An example of the above would be assessing the patient using the five H's and five T's. (Which will be discussed in detail in the secondary survey section of this program.)
Pro Tip #2: It's also important to remember that until an underlying cause has been identified and corrected, pharmacological and electrical therapies might offer little or no help when trying to resuscitate a cardiac arrest victim.
When assessing the electrical activity of a patient's heart, it's vital to recognize the underlying dysrhythmia and know how to treat it appropriately to restore a perfusing cardiac rhythm.
A sinus rhythm is defined as any cardiac rhythm where depolarization of the cardiac muscle begins at the sinus node, which is characterized by the presence of correctly oriented P-waves on the electrocardiogram.
An ECG waveform represents each electrical event in the cardiac conduction system during a cardiac cycle.
However, this doesn't mean that the heart muscle is reacting properly or in correlation with the electrical patterns. It simply shows that the electrical events that may stimulate myocardial function are happening. (This will be discussed in more detail when we look at each individual rhythm.)
For the following explanations, we'll be assuming that the waveform is normal, and that normal mechanical function is occurring.
The P-wave is the first waveform in the complete waveform complex, and it's normally found upright in healthy patients. It represents the depolarization of both the right and left atria, which occurs at the same time.
The segment between the P-wave and the R-wave represents the delay of the electrical circuit in the AV node. This segment shows the time it takes from the end of the P-wave to the beginning of the ventricular response, represented by the QRS complex.
The QRS complex is the combination of three of the graphical deflections seen on a typical electrocardiogram (EKG or ECG). It is usually the central and most visually obvious part of the tracing; in other words, it's the main spike seen on an ECG line.
The Q-wave represents the first activity of the ventricular depolarization and is usually the first negative deflection after the P-wave in the complete complex. (We'll discuss the significance of Q-wave formations specifically as it relates to certain dysrhythmias in each of the rhythm evaluations.)
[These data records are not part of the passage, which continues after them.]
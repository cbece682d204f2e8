// nexa-chat/crates/nexa-chat/src/bridge/mod.rs

//! Everything between a conversation and the hosted model: the role-play
//! directive, the REST client, bounded retry and the mapping of failures
//! to in-character replies.

pub mod gemini;
pub mod prompt;
pub mod replies;
pub mod retry;
pub mod session;

#[cfg(test)]
pub(crate) mod testing;

pub use gemini::{BackendError, ChatBackend, GeminiClient, GenerateResponse, GenerationConfig};
pub use replies::is_error_reply;
pub use retry::RetryPolicy;
pub use session::{ChatBridge, ChatSession};
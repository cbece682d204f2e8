use anyhow::{Context, Result};
use std::sync::Arc;
use tracing::{debug, error, info, warn};

use super::kv::KeyValueStore;
use super::schema::AppDatabase;

pub const DB_KEY: &str = "character_ai_nexa_db_v3";
pub const SESSION_KEY: &str = "character_ai_nexa_session_v3";

/// The database blob and the active session id, both kept in a
/// [`KeyValueStore`].
#[derive(Clone)]
pub struct PersistentStore {
    kv: Arc<dyn KeyValueStore>,
}

impl PersistentStore {
    pub fn new(kv: Arc<dyn KeyValueStore>) -> Self {
        Self { kv }
    }

    /// Never fails: a missing, unreadable or malformed blob yields the
    /// default database.
    pub fn load(&self) -> AppDatabase {
        let raw = match self.kv.get(DB_KEY) {
            Ok(Some(raw)) => raw,
            Ok(None) => {
                info!("No stored database found, starting from seed data");
                return AppDatabase::default();
            }
            Err(e) => {
                error!("Database load error: {:#}", e);
                return AppDatabase::default();
            }
        };

        match serde_json::from_str::<AppDatabase>(&raw) {
            Ok(db) => {
                debug!(
                    "Loaded database: {} users, {} characters, {} histories",
                    db.users.len(),
                    db.characters.len(),
                    db.chat_histories.len()
                );
                db
            }
            Err(e) => {
                warn!("Stored database is malformed ({}), falling back to seed data", e);
                AppDatabase::default()
            }
        }
    }

    pub fn save(&self, db: &AppDatabase) -> Result<()> {
        let json = serde_json::to_string(db).context("Failed to serialize database")?;
        self.kv.set(DB_KEY, &json).context("Failed to persist database")?;
        debug!("Persisted database ({} bytes)", json.len());
        Ok(())
    }

    pub fn session_user_id(&self) -> Option<String> {
        match self.kv.get(SESSION_KEY) {
            Ok(value) => value.map(|v| v.trim().to_string()).filter(|v| !v.is_empty()),
            Err(e) => {
                warn!("Failed to read session: {:#}", e);
                None
            }
        }
    }

    pub fn set_session_user_id(&self, user_id: &str) -> Result<()> {
        self.kv.set(SESSION_KEY, user_id).context("Failed to persist session")
    }

    pub fn clear_session(&self) -> Result<()> {
        self.kv.remove(SESSION_KEY).context("Failed to clear session")
    }
}
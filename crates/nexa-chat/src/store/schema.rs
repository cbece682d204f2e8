//! Record types persisted in the application database blob.
//!
//! Field names are serialized in camelCase so the stored document keeps the
//! same layout across versions of the app.
use chrono::{DateTime, Utc};
use serde::{Deserialize, Serialize};
use std::collections::{HashMap, HashSet};

use crate::store::seed;

#[derive(Debug, Clone, PartialEq, Serialize, Deserialize)]
#[serde(rename_all = "camelCase")]
pub struct User {
    pub id: String,
    pub email: String,
    pub username: String,
    /// Argon2 PHC string. Older stores may still hold plaintext here.
    pub password: String,
    pub avatar: String,
    #[serde(with = "lenient_timestamp")]
    pub created_at: DateTime<Utc>,
}

#[derive(Debug, Clone, PartialEq, Serialize, Deserialize)]
#[serde(rename_all = "camelCase")]
pub struct Character {
    pub id: String,
    pub name: String,
    pub tagline: String,
    #[serde(default)]
    pub description: String,
    #[serde(default)]
    pub system_instruction: String,
    #[serde(default)]
    pub avatar_url: String,
    #[serde(default, skip_serializing_if = "Option::is_none")]
    pub wallpaper: Option<String>,
    /// Username of the creator.
    #[serde(default)]
    pub creator: String,
    #[serde(default, skip_serializing_if = "Option::is_none")]
    pub creator_id: Option<String>,
    #[serde(default)]
    pub is_public: bool,
    #[serde(default = "default_chat_count")]
    pub chat_count: String,
    #[serde(default)]
    pub likes: u64,
    /// Epoch millis of the last exchange, used to order the feed.
    #[serde(default, skip_serializing_if = "Option::is_none")]
    pub last_active: Option<i64>,
}

fn default_chat_count() -> String {
    "0".to_string()
}

impl Character {
    /// Ownership check. Legacy records only carry the creator's username.
    pub fn is_owned_by(&self, user: &User) -> bool {
        match self.creator_id.as_deref() {
            Some(creator_id) if creator_id == user.id => true,
            _ => self.creator == user.username,
        }
    }

    pub fn view_for(&self, viewer: Option<&User>) -> CharacterView {
        CharacterView {
            is_author: viewer.map(|u| self.is_owned_by(u)).unwrap_or(false),
            character: self.clone(),
        }
    }
}

/// A character as seen by one viewer. `is_author` is derived on read and
/// is never written back to the store.
#[derive(Debug, Clone, PartialEq)]
pub struct CharacterView {
    pub character: Character,
    pub is_author: bool,
}

#[derive(Debug, Clone, Copy, PartialEq, Eq, Serialize, Deserialize)]
#[serde(rename_all = "lowercase")]
pub enum Role {
    User,
    Model,
}

#[derive(Debug, Clone, Copy, PartialEq, Eq, Serialize, Deserialize)]
#[serde(rename_all = "lowercase")]
pub enum AttachmentKind {
    Image,
}

#[derive(Debug, Clone, PartialEq, Eq, Serialize, Deserialize)]
pub struct Attachment {
    #[serde(rename = "type")]
    pub kind: AttachmentKind,
    pub url: String,
}

impl Attachment {
    pub fn image(url: impl Into<String>) -> Self {
        Self { kind: AttachmentKind::Image, url: url.into() }
    }
}

#[derive(Debug, Clone, PartialEq, Serialize, Deserialize)]
#[serde(rename_all = "camelCase")]
pub struct Message {
    pub id: String,
    pub role: Role,
    pub text: String,
    #[serde(with = "lenient_timestamp")]
    pub timestamp: DateTime<Utc>,
    #[serde(default, skip_serializing_if = "std::ops::Not::not")]
    pub is_edited: bool,
    #[serde(default, skip_serializing_if = "Option::is_none")]
    pub attachment: Option<Attachment>,
}

impl Message {
    pub fn new(role: Role, text: impl Into<String>) -> Self {
        Self {
            id: uuid::Uuid::new_v4().to_string(),
            role,
            text: text.into(),
            timestamp: Utc::now(),
            is_edited: false,
            attachment: None,
        }
    }

    pub fn with_id(mut self, id: impl Into<String>) -> Self {
        self.id = id.into();
        self
    }

    pub fn with_attachment(mut self, attachment: Option<Attachment>) -> Self {
        self.attachment = attachment;
        self
    }
}

#[derive(Debug, Clone, Copy, PartialEq, Eq, Serialize, Deserialize)]
#[serde(rename_all = "lowercase")]
pub enum NotificationKind {
    Update,
    News,
    System,
}

impl NotificationKind {
    pub fn label(&self) -> &'static str {
        match self {
            NotificationKind::Update => "Update",
            NotificationKind::News => "News",
            NotificationKind::System => "System",
        }
    }
}

#[derive(Debug, Clone, PartialEq, Serialize, Deserialize)]
#[serde(rename_all = "camelCase")]
pub struct Notification {
    pub id: String,
    pub title: String,
    pub message: String,
    pub date: String,
    #[serde(default)]
    pub is_read: bool,
    #[serde(rename = "type")]
    pub kind: NotificationKind,
}

/// Aggregate root. Every section defaults independently so a partially
/// written document still loads.
#[derive(Debug, Clone, PartialEq, Serialize, Deserialize)]
#[serde(rename_all = "camelCase")]
pub struct AppDatabase {
    #[serde(default)]
    pub users: Vec<User>,
    #[serde(default = "seed::characters")]
    pub characters: Vec<Character>,
    #[serde(default)]
    pub chat_histories: HashMap<String, Vec<Message>>,
    #[serde(default = "seed::notifications")]
    pub notifications: Vec<Notification>,
}

impl Default for AppDatabase {
    fn default() -> Self {
        Self {
            users: Vec::new(),
            characters: seed::characters(),
            chat_histories: HashMap::new(),
            notifications: seed::notifications(),
        }
    }
}

/// Composite key of one user's history with one character.
pub fn history_key(user_id: &str, character_id: &str) -> String {
    format!("{}_{}", user_id, character_id)
}

impl AppDatabase {
    pub fn find_user(&self, user_id: &str) -> Option<&User> {
        self.users.iter().find(|u| u.id == user_id)
    }

    pub fn find_user_by_email(&self, email: &str) -> Option<&User> {
        let email = email.to_lowercase();
        self.users.iter().find(|u| u.email.to_lowercase() == email)
    }

    pub fn email_taken(&self, email: &str) -> bool {
        self.find_user_by_email(email).is_some()
    }

    pub fn find_character(&self, character_id: &str) -> Option<&Character> {
        self.characters.iter().find(|c| c.id == character_id)
    }

    pub fn find_character_mut(&mut self, character_id: &str) -> Option<&mut Character> {
        self.characters.iter_mut().find(|c| c.id == character_id)
    }

    pub fn history(&self, user_id: &str, character_id: &str) -> &[Message] {
        self.chat_histories
            .get(&history_key(user_id, character_id))
            .map(Vec::as_slice)
            .unwrap_or(&[])
    }

    pub fn history_mut(&mut self, user_id: &str, character_id: &str) -> &mut Vec<Message> {
        self.chat_histories
            .entry(history_key(user_id, character_id))
            .or_default()
    }

    /// Replace a history and mark the character as active at `now_millis`.
    pub fn record_history(
        &mut self,
        user_id: &str,
        character_id: &str,
        messages: Vec<Message>,
        now_millis: i64,
    ) {
        self.chat_histories.insert(history_key(user_id, character_id), messages);
        self.touch_character(character_id, now_millis);
    }

    pub fn touch_character(&mut self, character_id: &str, now_millis: i64) {
        if let Some(character) = self.find_character_mut(character_id) {
            character.last_active = Some(now_millis);
        }
    }

    /// Drop every user's history with `character_id`.
    ///
    /// A key belongs to the character when it is exactly the composite key of
    /// a known user, or when everything after its first `_` equals the id.
    /// Ids that merely end in `_{character_id}` are left alone.
    pub fn remove_histories_for(&mut self, character_id: &str) -> usize {
        let known: HashSet<String> = self
            .users
            .iter()
            .map(|u| history_key(&u.id, character_id))
            .collect();
        let before = self.chat_histories.len();
        self.chat_histories.retain(|key, _| {
            let owned_by_character = known.contains(key)
                || key.split_once('_').map(|(_, rest)| rest == character_id).unwrap_or(false);
            !owned_by_character
        });
        before - self.chat_histories.len()
    }

    pub fn unread_notifications(&self) -> usize {
        self.notifications.iter().filter(|n| !n.is_read).count()
    }
}

/// Message timestamps are stored as RFC 3339 text. Numbers are read as epoch
/// millis. Anything unparseable is replaced by the load time so a single bad
/// record cannot discard the whole store; the message keeps its position in
/// the history.
pub(crate) mod lenient_timestamp {
    use chrono::{DateTime, TimeZone, Utc};
    use serde::{Deserialize, Deserializer, Serializer};
    use tracing::warn;

    pub fn serialize<S>(value: &DateTime<Utc>, serializer: S) -> Result<S::Ok, S::Error>
    where
        S: Serializer,
    {
        serializer.serialize_str(&value.to_rfc3339_opts(chrono::SecondsFormat::Millis, true))
    }

    pub fn deserialize<'de, D>(deserializer: D) -> Result<DateTime<Utc>, D::Error>
    where
        D: Deserializer<'de>,
    {
        let raw = serde_json::Value::deserialize(deserializer)?;
        Ok(parse(&raw).unwrap_or_else(|| {
            warn!("Unreadable timestamp {} in store, substituting load time", raw);
            Utc::now()
        }))
    }

    pub(crate) fn parse(raw: &serde_json::Value) -> Option<DateTime<Utc>> {
        match raw {
            serde_json::Value::String(s) => DateTime::parse_from_rfc3339(s)
                .ok()
                .map(|dt| dt.with_timezone(&Utc)),
            serde_json::Value::Number(n) => n
                .as_i64()
                .and_then(|millis| Utc.timestamp_millis_opt(millis).single()),
            _ => None,
        }
    }
}

#[cfg(test)]
mod tests {
    use super::*;
    use serde_json::json;

    fn user(id: &str, username: &str) -> User {
        User {
            id: id.to_string(),
            email: format!("{}@example.com", username),
            username: username.to_string(),
            password: String::new(),
            avatar: String::new(),
            created_at: Utc::now(),
        }
    }

    fn character(creator: &str, creator_id: Option<&str>) -> Character {
        Character {
            id: "c1".to_string(),
            name: "Kira".to_string(),
            tagline: "Night courier".to_string(),
            description: String::new(),
            system_instruction: String::new(),
            avatar_url: String::new(),
            wallpaper: None,
            creator: creator.to_string(),
            creator_id: creator_id.map(str::to_string),
            is_public: false,
            chat_count: "0".to_string(),
            likes: 0,
            last_active: None,
        }
    }

    #[test]
    fn test_ownership_by_creator_id() {
        let owner = user("u1", "alice");
        let other = user("u2", "bob");
        let c = character("someone-else", Some("u1"));
        assert!(c.is_owned_by(&owner));
        assert!(!c.is_owned_by(&other));
    }

    #[test]
    fn test_ownership_falls_back_to_username_for_legacy_records() {
        let owner = user("u1", "alice");
        let c = character("alice", None);
        assert!(c.is_owned_by(&owner));
        assert!(!c.view_for(None).is_author);
        assert!(c.view_for(Some(&owner)).is_author);
    }

    #[test]
    fn test_is_author_is_not_serialized() {
        let owner = user("u1", "alice");
        let view = character("alice", Some("u1")).view_for(Some(&owner));
        let json = serde_json::to_value(&view.character).unwrap();
        assert!(json.get("isAuthor").is_none());
        assert_eq!(json["creatorId"], "u1");
    }

    #[test]
    fn test_legacy_is_author_key_is_ignored() {
        let raw = json!({
            "id": "c9", "name": "Old", "tagline": "t", "creator": "x",
            "isAuthor": true, "isPublic": true, "chatCount": "1.2k", "likes": 3
        });
        let c: Character = serde_json::from_value(raw).unwrap();
        assert_eq!(c.chat_count, "1.2k");
        assert!(c.is_public);
    }

    #[test]
    fn test_timestamp_accepts_rfc3339_and_millis() {
        let rfc = lenient_timestamp::parse(&json!("2024-05-01T10:00:00.000Z")).unwrap();
        let millis = lenient_timestamp::parse(&json!(1714557600000i64)).unwrap();
        assert_eq!(rfc, millis);
        assert!(lenient_timestamp::parse(&json!("not a date")).is_none());
        assert!(lenient_timestamp::parse(&json!(null)).is_none());
    }

    #[test]
    fn test_corrupt_timestamp_keeps_message() {
        let raw = json!({"id": "m1", "role": "user", "text": "hi", "timestamp": "garbage"});
        let before = Utc::now();
        let msg: Message = serde_json::from_value(raw).unwrap();
        assert_eq!(msg.text, "hi");
        assert!(msg.timestamp >= before);
    }

    #[test]
    fn test_missing_sections_default_independently() {
        let db: AppDatabase = serde_json::from_value(json!({"users": []})).unwrap();
        assert_eq!(db.characters, seed::characters());
        assert_eq!(db.notifications, seed::notifications());
        assert!(db.chat_histories.is_empty());
    }

    #[test]
    fn test_email_lookup_ignores_case() {
        let mut db = AppDatabase::default();
        db.users.push(user("u1", "alice"));
        assert!(db.email_taken("ALICE@Example.com"));
        assert!(!db.email_taken("bob@example.com"));
    }

    #[test]
    fn test_history_key_format() {
        assert_eq!(history_key("u1", "c1"), "u1_c1");
    }

    #[test]
    fn test_record_history_stamps_character() {
        let mut db = AppDatabase::default();
        db.characters.push(character("alice", Some("u1")));
        db.record_history("u1", "c1", vec![Message::new(Role::User, "hi")], 42);
        assert_eq!(db.history("u1", "c1").len(), 1);
        assert_eq!(db.find_character("c1").unwrap().last_active, Some(42));
    }

    #[test]
    fn test_remove_histories_for_every_user() {
        let mut db = AppDatabase::default();
        db.history_mut("u1", "c1").push(Message::new(Role::User, "a"));
        db.history_mut("u2", "c1").push(Message::new(Role::User, "b"));
        db.history_mut("u1", "c10").push(Message::new(Role::User, "c"));
        assert_eq!(db.remove_histories_for("c1"), 2);
        assert_eq!(db.history("u1", "c10").len(), 1);
    }

    #[test]
    fn test_remove_histories_spares_ids_sharing_a_suffix() {
        let mut db = AppDatabase::default();
        db.users.push(user("u1", "alice"));
        db.users.push(user("legacy_7", "bob"));
        db.history_mut("u1", "c1").push(Message::new(Role::User, "a"));
        db.history_mut("legacy_7", "c1").push(Message::new(Role::User, "b"));
        db.history_mut("u1", "old_c1").push(Message::new(Role::User, "keep"));

        assert_eq!(db.remove_histories_for("c1"), 2);
        assert_eq!(db.history("u1", "old_c1").len(), 1);
        assert!(db.history("legacy_7", "c1").is_empty());
    }
}
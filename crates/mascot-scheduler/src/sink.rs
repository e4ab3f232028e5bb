//! The agent handle the arbiter plays into.
//!
//! The scheduler's only side effects go through [`AnimationSink`]. A sink
//! may reject a clip at runtime (pack still loading, unknown id on an old
//! pack); the arbiter logs that and moves on without touching its lock.

use std::time::Duration;

use mascot_common::{AnimationId, PlaybackError, SoundEffect};

pub trait AnimationSink {
    /// Start playing the given animation, replacing whatever is running.
    fn play(&mut self, animation: AnimationId) -> Result<(), PlaybackError>;

    /// Fire a one-shot sound effect. Best effort, never fails.
    fn play_sound(&mut self, effect: SoundEffect);

    /// Show a speech bubble for the given duration. Sinks without a
    /// bubble surface can ignore this.
    fn speak(&mut self, _text: &str, _duration: Duration) {}
}

/// Records every call for assertions. Can be armed to fail playback of a
/// specific animation to exercise the arbiter's error path.
#[derive(Debug, Default)]
pub struct RecordingSink {
    pub played: Vec<AnimationId>,
    pub sounds: Vec<SoundEffect>,
    pub spoken: Vec<(String, Duration)>,
    pub fail_on: Option<AnimationId>,
}

impl RecordingSink {
    pub fn new() -> Self {
        Self::default()
    }

    pub fn failing_on(animation: AnimationId) -> Self {
        Self {
            fail_on: Some(animation),
            ..Self::default()
        }
    }
}

impl AnimationSink for RecordingSink {
    fn play(&mut self, animation: AnimationId) -> Result<(), PlaybackError> {
        if self.fail_on == Some(animation) {
            return Err(PlaybackError::UnknownAnimation(animation));
        }
        self.played.push(animation);
        Ok(())
    }

    fn play_sound(&mut self, effect: SoundEffect) {
        self.sounds.push(effect);
    }

    fn speak(&mut self, text: &str, duration: Duration) {
        self.spoken.push((text.to_string(), duration));
    }
}
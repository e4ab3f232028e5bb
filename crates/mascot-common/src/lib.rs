pub mod errors;
pub mod events;
pub mod types;

pub use errors::{ConfigError, MascotError, PlaybackError};
pub use events::{EventBus, SchedulerEvent};
pub use types::{AnimationId, AnimationTier, Modifiers, MouseQuadrant, Point, SoundEffect};

pub type Result<T> = std::result::Result<T, MascotError>;
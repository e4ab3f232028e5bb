use serde::{Deserialize, Serialize};
use std::fmt;

/// Priority class for an animation request. Lower numeric value wins.
///
/// A request preempts the current lock only when its tier is numerically
/// less than or equal to the locked tier, so equal-tier requests always
/// replace one another.
#[derive(Debug, Clone, Copy, PartialEq, Eq, PartialOrd, Ord, Hash, Serialize, Deserialize)]
pub enum AnimationTier {
    /// One-shot reactions that must never be interrupted (success, easter eggs).
    Events = 1,
    /// Direct responses to user activity (fast typing, anger reactions).
    Active = 2,
    /// Ambient tracking of the user (pointer quadrant glances).
    Passive = 3,
    /// Low-priority drift played when nothing else is happening.
    Idle = 4,
}

impl AnimationTier {
    pub fn rank(self) -> u8 {
        self as u8
    }
}

impl fmt::Display for AnimationTier {
    fn fmt(&self, f: &mut fmt::Formatter<'_>) -> fmt::Result {
        let name = match self {
            Self::Events => "events",
            Self::Active => "active",
            Self::Passive => "passive",
            Self::Idle => "idle",
        };
        write!(f, "{name}")
    }
}

/// The closed set of animations the agent sink understands.
///
/// A sink may still reject an id at runtime (missing clip in the loaded
/// pack); that surfaces as a [`crate::PlaybackError`], not a panic.
#[derive(Debug, Clone, Copy, PartialEq, Eq, Hash, Serialize, Deserialize)]
pub enum AnimationId {
    // Idle drift set, picked by mood
    Drift,
    Groom,
    LookAround,
    CheckWatch,
    LookDown,
    Wave,
    GestureDown,
    // Pointer-quadrant glances
    GlanceLeft,
    GlanceRight,
    GlanceUp,
    GlanceDown,
    // Typing and state reactions
    Writing,
    Pester,
    Scold,
    Thinking,
    Celebrate,
    Alert,
    LookFront,
    // Easter eggs
    KonamiIntro,
    KonamiDance,
    Mock,
    // Speech accompaniment
    Speak,
}

impl AnimationId {
    /// Stable lowercase name, usable as a clip lookup key by sinks.
    pub fn name(self) -> &'static str {
        match self {
            Self::Drift => "drift",
            Self::Groom => "groom",
            Self::LookAround => "look_around",
            Self::CheckWatch => "check_watch",
            Self::LookDown => "look_down",
            Self::Wave => "wave",
            Self::GestureDown => "gesture_down",
            Self::GlanceLeft => "glance_left",
            Self::GlanceRight => "glance_right",
            Self::GlanceUp => "glance_up",
            Self::GlanceDown => "glance_down",
            Self::Writing => "writing",
            Self::Pester => "pester",
            Self::Scold => "scold",
            Self::Thinking => "thinking",
            Self::Celebrate => "celebrate",
            Self::Alert => "alert",
            Self::LookFront => "look_front",
            Self::KonamiIntro => "konami_intro",
            Self::KonamiDance => "konami_dance",
            Self::Mock => "mock",
            Self::Speak => "speak",
        }
    }
}

impl fmt::Display for AnimationId {
    fn fmt(&self, f: &mut fmt::Formatter<'_>) -> fmt::Result {
        write!(f, "{}", self.name())
    }
}

/// One-shot audio cues played alongside certain animations.
#[derive(Debug, Clone, Copy, PartialEq, Eq, Serialize, Deserialize)]
pub enum SoundEffect {
    /// Success chime when the error count drops to zero.
    Chime,
}

/// Directional bucket of the pointer relative to the agent's center.
///
/// `Center` means the pointer sits inside the dead zone and no glance
/// should be emitted.
#[derive(Debug, Clone, Copy, PartialEq, Eq, Serialize, Deserialize)]
pub enum MouseQuadrant {
    Left,
    Right,
    Up,
    Down,
    Center,
}

/// A screen-space position in pixels.
#[derive(Debug, Clone, Copy, PartialEq, Serialize, Deserialize)]
pub struct Point {
    pub x: f64,
    pub y: f64,
}

impl Point {
    pub fn new(x: f64, y: f64) -> Self {
        Self { x, y }
    }
}

/// Modifier key state bundled with key events.
#[derive(Debug, Clone, Copy, Default, PartialEq, Eq, Serialize, Deserialize)]
pub struct Modifiers {
    pub ctrl: bool,
    pub alt: bool,
    pub shift: bool,
    pub super_key: bool,
}
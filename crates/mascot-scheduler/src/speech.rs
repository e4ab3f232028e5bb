//! Speech duration and the gate it holds over ambient collectors.
//!
//! While a speech bubble is up, the idle driver and mouse tracker are
//! suppressed and the Events-tier speaking lock is held for the full
//! reading time.

use std::time::{Duration, Instant};

/// Reading time for a bubble: 70 ms per character, 2 s floor.
pub fn speech_duration(text: &str, min: Duration, per_char: Duration) -> Duration {
    let chars = text.chars().count() as u32;
    min.max(per_char * chars)
}

/// Tracks whether speech is currently active.
#[derive(Debug, Default)]
pub struct SpeechGate {
    active_until: Option<Instant>,
}

impl SpeechGate {
    pub fn new() -> Self {
        Self::default()
    }

    pub fn begin(&mut self, now: Instant, duration: Duration) {
        self.active_until = Some(now + duration);
    }

    pub fn end(&mut self) {
        self.active_until = None;
    }

    pub fn is_active(&self, now: Instant) -> bool {
        self.active_until.is_some_and(|until| until > now)
    }
}
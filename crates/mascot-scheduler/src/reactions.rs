//! Edge detection over externally owned state.
//!
//! Anger, error count and the linting flag are owned by the host; the
//! scheduler only keeps previous-value snapshots and reacts to three
//! transitions: anger rising, errors dropping to zero, linting switching
//! on.

/// A state transition that warrants an animation.
#[derive(Debug, Clone, Copy, PartialEq, Eq)]
pub enum Reaction {
    /// Anger level increased since the last observation.
    AngerRose,
    /// Error count went from above zero to zero.
    ErrorsCleared,
    /// A lint pass started.
    LintStarted,
}

#[derive(Debug)]
pub struct ReactionTriggers {
    prev_anger: u8,
    prev_errors: u32,
    prev_linting: bool,
}

impl ReactionTriggers {
    pub fn new(anger: u8, errors: u32, linting: bool) -> Self {
        Self {
            prev_anger: anger,
            prev_errors: errors,
            prev_linting: linting,
        }
    }

    pub fn on_anger(&mut self, anger: u8) -> Option<Reaction> {
        let rose = anger > self.prev_anger;
        self.prev_anger = anger;
        rose.then_some(Reaction::AngerRose)
    }

    pub fn on_errors(&mut self, errors: u32) -> Option<Reaction> {
        let cleared = self.prev_errors > 0 && errors == 0;
        self.prev_errors = errors;
        cleared.then_some(Reaction::ErrorsCleared)
    }

    pub fn on_linting(&mut self, linting: bool) -> Option<Reaction> {
        let started = linting && !self.prev_linting;
        self.prev_linting = linting;
        started.then_some(Reaction::LintStarted)
    }
}

impl Default for ReactionTriggers {
    fn default() -> Self {
        Self::new(0, 0, false)
    }
}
The R-wave is the first positive deflection after the P-wave.
The S-wave is the first negative deflection after the R-wave.
The ST segment represents the timeframe between ventricular polarization and repolarization. It's the baseline of the cardiac cycle and, therefore, electrically neutral; there should be no inflection or deflection as it's isoelectric.
Pro Tip #3: An ST elevation or depression of more than 1mm can be clinically significant and may indicate an underlying cardiac issue, either acutely or chronically.
The T-wave represents repolarization of the ventricles and should be seen moving in the same general direction as the QRS segment. If the T-wave is inverted, this could also indicate a potential cardiac problem.
It's quite helpful for healthcare providers to have a repeatable and easy method for interpreting ECG rhythms, which is why we'll be following a serial pattern for reading and interpreting all ECGs.
The pattern of interpretation most commonly used is to look at the following:
The horizontal axis of ECG paper grids is where time is measured. Each small square is 1mm in length and represents .04 seconds. Each larger square is 5mm in length and represents .20 seconds. Therefore a 6 second interval would be 30 large squares.
To determine the heart rate, count the number of QRS complexes over this 6 second interval and multiply by 10.
When using a systematic approach for interpreting ECG rhythms, you'll help yourself and your teammates to efficiently and effectively diagnose underlying cardiac conditions. Which, goes without saying, will also help the cardiac patient.